How you might ask will this writer tie the deaths of four to five hundred people he doesn’t even know to the word good. The answer is simple; he can’t. So I will write about something closer to penance. I can’t explain what is happening in Gaza that is good any more the than author, Thornton Wilder, in his classic novel “The Bridge Over San Louis Rey” could rationally explain the deaths of five people who randomly died in the collapse of a rope bridge in Peru.
The novel I am talking about was required reading when I was in the eighth grade and tries to make rational sense of when people crossing a rope bridge, presumed so safe no one thinks about it, die when the bridge inexplicably collapses dropping them into the abyss. When I was a child we were warned through our education in literature and humanities to think about fate.

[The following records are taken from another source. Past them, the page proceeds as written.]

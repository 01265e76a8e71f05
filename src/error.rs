//! Error types for the gatesync system.
//!
//! This module provides the error hierarchy for every fallible boundary:
//! loading declarative files, talking to a backend, and reconciling.
//! The diff engine itself is total and never produces these errors.

use std::path::PathBuf;
use thiserror::Error;

/// The main error type for gatesync.
#[derive(Debug, Error)]
pub enum GatesyncError {
    /// Configuration-related errors.
    #[error("Configuration error: {0}")]
    Config(#[from] ConfigError),

    /// Backend errors.
    #[error("Backend error: {0}")]
    Backend(#[from] BackendError),

    /// Diff errors.
    #[error("Diff error: {0}")]
    Diff(#[from] DiffError),

    /// Reconciliation errors.
    #[error("Reconciliation error: {0}")]
    Reconcile(#[from] ReconcileError),

    /// IO errors.
    #[error("IO error: {0}")]
    Io(#[from] std::io::Error),

    /// Generic internal error.
    #[error("Internal error: {0}")]
    Internal(String),
}

/// Configuration-related errors.
#[derive(Debug, Error)]
pub enum ConfigError {
    /// A declarative file was not found.
    #[error("Configuration file not found: {path}")]
    FileNotFound {
        /// Path to the missing file.
        path: PathBuf,
    },

    /// A declarative file could not be parsed.
    #[error("Failed to parse configuration: {message}")]
    ParseError {
        /// Description of the parse error.
        message: String,
        /// Optional source location.
        location: Option<String>,
    },

    /// Validation failed.
    #[error("Configuration validation failed: {message}")]
    ValidationError {
        /// Description of the validation error.
        message: String,
        /// Field that failed validation.
        field: Option<String>,
    },

    /// The same resource was declared twice across the loaded files.
    #[error("Duplicate {resource_type} \"{name}\" was found in {file}")]
    DuplicateResource {
        /// Singular resource kind (service, consumer, ...).
        resource_type: String,
        /// The duplicated name.
        name: String,
        /// File in which the duplicate appeared.
        file: String,
    },

    /// A resource type name that gatesync does not know.
    #[error("Unknown resource type: {name}")]
    UnknownResourceType {
        /// The unrecognized name.
        name: String,
    },

    /// A label selector entry that is not `key=value`.
    #[error("Invalid label selector: {selector}")]
    InvalidLabelSelector {
        /// The offending selector.
        selector: String,
    },
}

/// Backend errors.
#[derive(Debug, Error)]
pub enum BackendError {
    /// Backend state is corrupted.
    #[error("Backend state is corrupted: {message}")]
    Corrupted {
        /// Description of the corruption.
        message: String,
    },

    /// Serialization error.
    #[error("Backend serialization error: {message}")]
    SerializationError {
        /// Description of the serialization error.
        message: String,
    },

    /// Writing backend state failed.
    #[error("Failed to write backend state: {message}")]
    WriteFailed {
        /// Description of the failure.
        message: String,
    },

    /// Lock acquisition failed.
    #[error("Failed to acquire backend lock: {message}")]
    LockFailed {
        /// Description of the lock failure.
        message: String,
    },

    /// Lock is held by another process.
    #[error("Backend is locked by another process (lock holder: {holder}, since: {since})")]
    LockedByOther {
        /// Identifier of the lock holder.
        holder: String,
        /// When the lock was acquired.
        since: String,
    },

    /// State version mismatch.
    #[error("Backend state version mismatch: expected {expected}, found {found}")]
    VersionMismatch {
        /// Expected state version.
        expected: String,
        /// Found state version.
        found: String,
    },
}

/// Diff errors.
#[derive(Debug, Error)]
pub enum DiffError {
    /// A resource kind name that is not part of the model.
    #[error("Unsupported resource type: {name}")]
    UnsupportedResourceType {
        /// The unsupported name.
        name: String,
    },
}

/// Reconciliation errors.
#[derive(Debug, Error)]
pub enum ReconcileError {
    /// Some events could not be applied.
    #[error("{failed} of {total} events failed to apply")]
    EventsFailed {
        /// Number of failed events.
        failed: usize,
        /// Number of events submitted.
        total: usize,
    },
}

/// Result type alias for gatesync operations.
pub type Result<T> = std::result::Result<T, GatesyncError>;

impl GatesyncError {
    /// Creates a new internal error with the given message.
    #[must_use]
    pub fn internal(message: impl Into<String>) -> Self {
        Self::Internal(message.into())
    }

    /// Returns true if retrying the operation may succeed.
    #[must_use]
    pub const fn is_retryable(&self) -> bool {
        matches!(
            self,
            Self::Backend(BackendError::LockedByOther { .. } | BackendError::LockFailed { .. })
        )
    }
}

impl ConfigError {
    /// Creates a validation error for a specific field.
    #[must_use]
    pub fn validation(message: impl Into<String>, field: impl Into<String>) -> Self {
        Self::ValidationError {
            message: message.into(),
            field: Some(field.into()),
        }
    }

    /// Creates a parse error with an optional location.
    #[must_use]
    pub fn parse(message: impl Into<String>, location: Option<String>) -> Self {
        Self::ParseError {
            message: message.into(),
            location,
        }
    }
}

impl BackendError {
    /// Creates a serialization error with the given message.
    #[must_use]
    pub fn serialization(message: impl Into<String>) -> Self {
        Self::SerializationError {
            message: message.into(),
        }
    }

    /// Creates a write error with the given message.
    #[must_use]
    pub fn write(message: impl Into<String>) -> Self {
        Self::WriteFailed {
            message: message.into(),
        }
    }

    /// Creates a corruption error with the given message.
    #[must_use]
    pub fn corrupted(message: impl Into<String>) -> Self {
        Self::Corrupted {
            message: message.into(),
        }
    }
}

I am grateful for the warning because that piece of my education allows me to say now in my 75th year that war is different than fate. War is a decision originated in humankind and not the “Gods of fate.” My education, and thank you teachers in Cody, Powell, and Thermopolis Wyoming, who taught me allowing me to conclude the difference between fate and war is decision. The most recent deaths in the middle east conflict trace their origins in thinking errors and bad decisions over a time period more than just a few years or months. Those deaths began thousands of years back, crossed these many generations and only found their fatal expression last week in this current milieu. Among the deaths of those four to five hundred people could have been you or me for I am pretty sure none of us are more innocent or less guilty than most who died. War is always the result of bad decisions piling up until finally a fire ignites and too many people, involved in the decisions or not, die in the fire.
Good begins when we obey our religious moral traditions and craft our decisions around what is generally believed to be the Golden Rule. Consider if what is done to others would be fine if it were done to you. If not, you must change the strategy and intention. The rules that generate these wars are wrong, and as a consequence evil, however intentional or unintentional, occurs. Good is drilling down to the heart and revising the current set of rules that govern our lives and make war inevitable. The painful drill down is the penance. We are, everyone of us, morally obligated to change the trance that takes us down that path called war. Survival and death are war’s products. Life and peace are good’s outcome. It truly shouldn’t be so hard to decide.